Collected data entries:
# # # #

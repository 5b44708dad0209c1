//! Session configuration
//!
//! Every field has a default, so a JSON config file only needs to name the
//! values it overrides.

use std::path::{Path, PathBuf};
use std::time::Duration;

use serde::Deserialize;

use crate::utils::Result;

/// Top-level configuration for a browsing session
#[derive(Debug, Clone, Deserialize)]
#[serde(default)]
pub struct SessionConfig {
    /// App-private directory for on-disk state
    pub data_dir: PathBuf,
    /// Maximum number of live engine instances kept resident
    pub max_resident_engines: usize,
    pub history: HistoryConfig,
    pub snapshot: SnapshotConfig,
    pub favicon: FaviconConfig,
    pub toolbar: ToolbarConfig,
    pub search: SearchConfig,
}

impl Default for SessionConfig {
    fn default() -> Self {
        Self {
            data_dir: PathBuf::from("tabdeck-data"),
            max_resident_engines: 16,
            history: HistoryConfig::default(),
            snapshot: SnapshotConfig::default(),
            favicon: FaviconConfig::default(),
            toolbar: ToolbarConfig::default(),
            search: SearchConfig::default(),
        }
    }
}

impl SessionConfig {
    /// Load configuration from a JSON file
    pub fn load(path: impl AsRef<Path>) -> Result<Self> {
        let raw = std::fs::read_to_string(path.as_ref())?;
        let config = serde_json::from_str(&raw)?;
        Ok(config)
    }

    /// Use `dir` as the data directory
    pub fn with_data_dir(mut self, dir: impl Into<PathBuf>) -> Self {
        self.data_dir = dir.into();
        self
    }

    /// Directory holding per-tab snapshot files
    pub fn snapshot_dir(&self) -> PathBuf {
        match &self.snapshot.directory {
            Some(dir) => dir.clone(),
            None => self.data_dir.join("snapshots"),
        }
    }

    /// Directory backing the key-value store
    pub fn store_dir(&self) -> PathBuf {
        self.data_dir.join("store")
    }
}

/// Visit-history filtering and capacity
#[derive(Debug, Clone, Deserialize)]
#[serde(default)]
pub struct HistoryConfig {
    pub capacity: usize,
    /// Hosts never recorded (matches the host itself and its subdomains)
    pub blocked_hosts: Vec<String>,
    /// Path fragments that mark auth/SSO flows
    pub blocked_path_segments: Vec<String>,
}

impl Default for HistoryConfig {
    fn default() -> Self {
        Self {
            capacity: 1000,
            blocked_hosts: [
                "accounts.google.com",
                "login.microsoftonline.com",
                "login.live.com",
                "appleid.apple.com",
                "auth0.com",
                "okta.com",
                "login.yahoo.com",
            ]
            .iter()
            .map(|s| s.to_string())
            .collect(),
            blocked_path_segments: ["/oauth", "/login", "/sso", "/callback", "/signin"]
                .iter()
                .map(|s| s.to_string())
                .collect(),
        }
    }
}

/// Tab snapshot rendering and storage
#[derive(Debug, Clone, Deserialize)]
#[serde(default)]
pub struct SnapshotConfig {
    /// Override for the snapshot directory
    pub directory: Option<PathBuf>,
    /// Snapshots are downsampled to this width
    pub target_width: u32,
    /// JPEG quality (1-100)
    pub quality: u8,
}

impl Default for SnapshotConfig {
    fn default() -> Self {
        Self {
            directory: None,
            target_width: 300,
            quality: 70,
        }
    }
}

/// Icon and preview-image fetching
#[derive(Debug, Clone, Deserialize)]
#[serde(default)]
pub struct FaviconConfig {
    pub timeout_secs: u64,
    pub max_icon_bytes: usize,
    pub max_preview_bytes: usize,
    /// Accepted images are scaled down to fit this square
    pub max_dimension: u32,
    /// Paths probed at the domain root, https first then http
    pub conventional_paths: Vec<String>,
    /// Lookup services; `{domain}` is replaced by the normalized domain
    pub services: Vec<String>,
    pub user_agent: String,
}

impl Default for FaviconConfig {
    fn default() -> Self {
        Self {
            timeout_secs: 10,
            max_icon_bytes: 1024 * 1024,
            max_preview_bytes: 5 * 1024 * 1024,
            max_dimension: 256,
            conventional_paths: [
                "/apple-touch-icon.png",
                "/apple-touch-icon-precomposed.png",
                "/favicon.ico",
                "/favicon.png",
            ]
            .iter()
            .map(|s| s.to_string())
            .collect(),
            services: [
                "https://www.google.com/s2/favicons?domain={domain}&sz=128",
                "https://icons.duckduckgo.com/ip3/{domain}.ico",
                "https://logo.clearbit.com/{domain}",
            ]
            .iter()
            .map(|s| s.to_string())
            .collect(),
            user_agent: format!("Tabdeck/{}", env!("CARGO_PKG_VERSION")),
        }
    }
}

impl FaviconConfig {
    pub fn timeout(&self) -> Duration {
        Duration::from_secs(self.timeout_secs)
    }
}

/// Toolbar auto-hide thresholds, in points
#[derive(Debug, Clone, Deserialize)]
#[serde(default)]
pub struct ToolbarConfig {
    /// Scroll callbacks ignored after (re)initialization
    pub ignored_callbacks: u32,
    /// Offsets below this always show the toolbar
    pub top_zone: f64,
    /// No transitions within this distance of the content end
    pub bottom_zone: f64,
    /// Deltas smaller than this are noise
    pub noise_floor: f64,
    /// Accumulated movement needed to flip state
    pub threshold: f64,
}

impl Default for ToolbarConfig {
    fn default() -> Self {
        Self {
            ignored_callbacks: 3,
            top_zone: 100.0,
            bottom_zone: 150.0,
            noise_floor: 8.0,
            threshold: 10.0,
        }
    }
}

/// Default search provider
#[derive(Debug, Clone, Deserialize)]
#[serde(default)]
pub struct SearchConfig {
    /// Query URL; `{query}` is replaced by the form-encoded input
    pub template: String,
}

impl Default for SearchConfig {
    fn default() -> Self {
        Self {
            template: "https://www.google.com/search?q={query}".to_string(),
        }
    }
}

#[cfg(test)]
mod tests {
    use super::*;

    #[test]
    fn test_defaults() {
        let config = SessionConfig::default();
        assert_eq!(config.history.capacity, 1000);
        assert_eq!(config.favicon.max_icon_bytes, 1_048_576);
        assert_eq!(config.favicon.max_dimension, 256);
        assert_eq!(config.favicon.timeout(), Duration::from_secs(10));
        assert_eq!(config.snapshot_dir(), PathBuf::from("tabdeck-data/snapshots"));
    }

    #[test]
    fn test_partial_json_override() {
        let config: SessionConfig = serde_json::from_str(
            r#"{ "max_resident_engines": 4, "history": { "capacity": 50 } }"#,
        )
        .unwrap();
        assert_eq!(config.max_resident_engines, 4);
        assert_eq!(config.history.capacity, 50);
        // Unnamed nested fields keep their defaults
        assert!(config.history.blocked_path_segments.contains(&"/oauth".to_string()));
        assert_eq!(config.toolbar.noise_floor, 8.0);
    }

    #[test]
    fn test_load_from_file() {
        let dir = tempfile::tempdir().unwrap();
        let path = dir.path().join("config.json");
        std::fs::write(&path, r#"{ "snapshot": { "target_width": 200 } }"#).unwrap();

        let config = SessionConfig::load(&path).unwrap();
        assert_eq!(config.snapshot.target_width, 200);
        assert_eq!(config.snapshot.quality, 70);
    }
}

# # # #

EXERCISE:
Your answer must be an exact copy of every entry above.

COMPLETED EXERCISE:
repository 5b44708dad0209c1
//! Session configuration
//!
//! Every field has a default, so a JSON config file only needs to name the
//! values it overrides.

use std::path::{Path, PathBuf};
use std::time::Duration;

use serde::Deserialize;

use crate::utils::Result;

/// Top-level configuration for a browsing session
#[derive(Debug, Clone, Deserialize)]
#[serde(default)]
pub struct SessionConfig {
    /// App-private directory for on-disk state
    pub data_dir: PathBuf,
    /// Maximum number of live engine instances kept resident
    pub max_resident_engines: usize,
    pub history: HistoryConfig,
    pub snapshot: SnapshotConfig,
    pub favicon: FaviconConfig,
    pub toolbar: ToolbarConfig,
    pub search: SearchConfig,
}

impl Default for SessionConfig {
    fn default() -> Self {
        Self {
            data_dir: PathBuf::from("tabdeck-data"),
            max_resident_engines: 16,
            history: HistoryConfig::default(),
            snapshot: SnapshotConfig::default(),
            favicon: FaviconConfig::default(),
            toolbar: ToolbarConfig::default(),
            search: SearchConfig::default(),
        }
    }
}

impl SessionConfig {
    /// Load configuration from a JSON file
    pub fn load(path: impl AsRef<Path>) -> Result<Self> {
        let raw = std::fs::read_to_string(path.as_ref())?;
        let config = serde_json::from_str(&raw)?;
        Ok(config)
    }

    /// Use `dir` as the data directory
    pub fn with_data_dir(mut self, dir: impl Into<PathBuf>) -> Self {
        self.data_dir = dir.into();
        self
    }

    /// Directory holding per-tab snapshot files
    pub fn snapshot_dir(&self) -> PathBuf {
        match &self.snapshot.directory {
            Some(dir) => dir.clone(),
            None => self.data_dir.join("snapshots"),
        }
    }

    /// Directory backing the key-value store
    pub fn store_dir(&self) -> PathBuf {
        self.data_dir.join("store")
    }
}

/// Visit-history filtering and capacity
#[derive(Debug, Clone, Deserialize)]
#[serde(default)]
pub struct HistoryConfig {
    pub capacity: usize,
    /// Hosts never recorded (matches the host itself and its subdomains)
    pub blocked_hosts: Vec<String>,
    /// Path fragments that mark auth/SSO flows
    pub blocked_path_segments: Vec<String>,
}

impl Default for HistoryConfig {
    fn default() -> Self {
        Self {
            capacity: 1000,
            blocked_hosts: [
                "accounts.google.com",
                "login.microsoftonline.com",
                "login.live.com",
                "appleid.apple.com",
                "auth0.com",
                "okta.com",
                "login.yahoo.com",
            ]
            .iter()
            .map(|s| s.to_string())
            .collect(),
            blocked_path_segments: ["/oauth", "/login", "/sso", "/callback", "/signin"]
                .iter()
                .map(|s| s.to_string())
                .collect(),
        }
    }
}

/// Tab snapshot rendering and storage
#[derive(Debug, Clone, Deserialize)]
#[serde(default)]
pub struct SnapshotConfig {
    /// Override for the snapshot directory
    pub directory: Option<PathBuf>,
    /// Snapshots are downsampled to this width
    pub target_width: u32,
    /// JPEG quality (1-100)
    pub quality: u8,
}

impl Default for SnapshotConfig {
    fn default() -> Self {
        Self {
            directory: None,
            target_width: 300,
            quality: 70,
        }
    }
}

/// Icon and preview-image fetching
#[derive(Debug, Clone, Deserialize)]
#[serde(default)]
pub struct FaviconConfig {
    pub timeout_secs: u64,
    pub max_icon_bytes: usize,
    pub max_preview_bytes: usize,
    /// Accepted images are scaled down to fit this square
    pub max_dimension: u32,
    /// Paths probed at the domain root, https first then http
    pub conventional_paths: Vec<String>,
    /// Lookup services; `{domain}` is replaced by the normalized domain
    pub services: Vec<String>,
    pub user_agent: String,
}

impl Default for FaviconConfig {
    fn default() -> Self {
        Self {
            timeout_secs: 10,
            max_icon_bytes: 1024 * 1024,
            max_preview_bytes: 5 * 1024 * 1024,
            max_dimension: 256,
            conventional_paths: [
                "/apple-touch-icon.png",
                "/apple-touch-icon-precomposed.png",
                "/favicon.ico",
                "/favicon.png",
            ]
            .iter()
            .map(|s| s.to_string())
            .collect(),
            services: [
                "https://www.google.com/s2/favicons?domain={domain}&sz=128",
                "https://icons.duckduckgo.com/ip3/{domain}.ico",
                "https://logo.clearbit.com/{domain}",
            ]
            .iter()
            .map(|s| s.to_string())
            .collect(),
            user_agent: format!("Tabdeck/{}", env!("CARGO_PKG_VERSION")),
        }
    }
}

impl FaviconConfig {
    pub fn timeout(&self) -> Duration {
        Duration::from_secs(self.timeout_secs)
    }
}

/// Toolbar auto-hide thresholds, in points
#[derive(Debug, Clone, Deserialize)]
#[serde(default)]
pub struct ToolbarConfig {
    /// Scroll callbacks ignored after (re)initialization
    pub ignored_callbacks: u32,
    /// Offsets below this always show the toolbar
    pub top_zone: f64,
    /// No transitions within this distance of the content end
    pub bottom_zone: f64,
    /// Deltas smaller than this are noise
    pub noise_floor: f64,
    /// Accumulated movement needed to flip state
    pub threshold: f64,
}

impl Default for ToolbarConfig {
    fn default() -> Self {
        Self {
            ignored_callbacks: 3,
            top_zone: 100.0,
            bottom_zone: 150.0,
            noise_floor: 8.0,
            threshold: 10.0,
        }
    }
}

/// Default search provider
#[derive(Debug, Clone, Deserialize)]
#[serde(default)]
pub struct SearchConfig {
    /// Query URL; `{query}` is replaced by the form-encoded input
    pub template: String,
}

impl Default for SearchConfig {
    fn default() -> Self {
        Self {
            template: "https://www.google.com/search?q={query}".to_string(),
        }
    }
}

#[cfg(test)]
mod tests {
    use super::*;

    #[test]
    fn test_defaults() {
        let config = SessionConfig::default();
        assert_eq!(config.history.capacity, 1000);
        assert_eq!(config.favicon.max_icon_bytes, 1_048_576);
        assert_eq!(config.favicon.max_dimension, 256);
        assert_eq!(config.favicon.timeout(), Duration::from_secs(10));
        assert_eq!(config.snapshot_dir(), PathBuf::from("tabdeck-data/snapshots"));
    }

    #[test]
    fn test_partial_json_override() {
        let config: SessionConfig = serde_json::from_str(
            r#"{ "max_resident_engines": 4, "history": { "capacity": 50 } }"#,
        )
        .unwrap();
        assert_eq!(config.max_resident_engines, 4);
        assert_eq!(config.history.capacity, 50);
        // Unnamed nested fields keep their defaults
        assert!(config.history.blocked_path_segments.contains(&"/oauth".to_string()));
        assert_eq!(config.toolbar.noise_floor, 8.0);
    }

    #[test]
    fn test_load_from_file() {
        let dir = tempfile::tempdir().unwrap();
        let path = dir.path().join("config.json");
        std::fs::write(&path, r#"{ "snapshot": { "target_width": 200 } }"#).unwrap();

        let config = SessionConfig::load(&path).unwrap();
        assert_eq!(config.snapshot.target_width, 200);
        assert_eq!(config.snapshot.quality, 70);
    }
}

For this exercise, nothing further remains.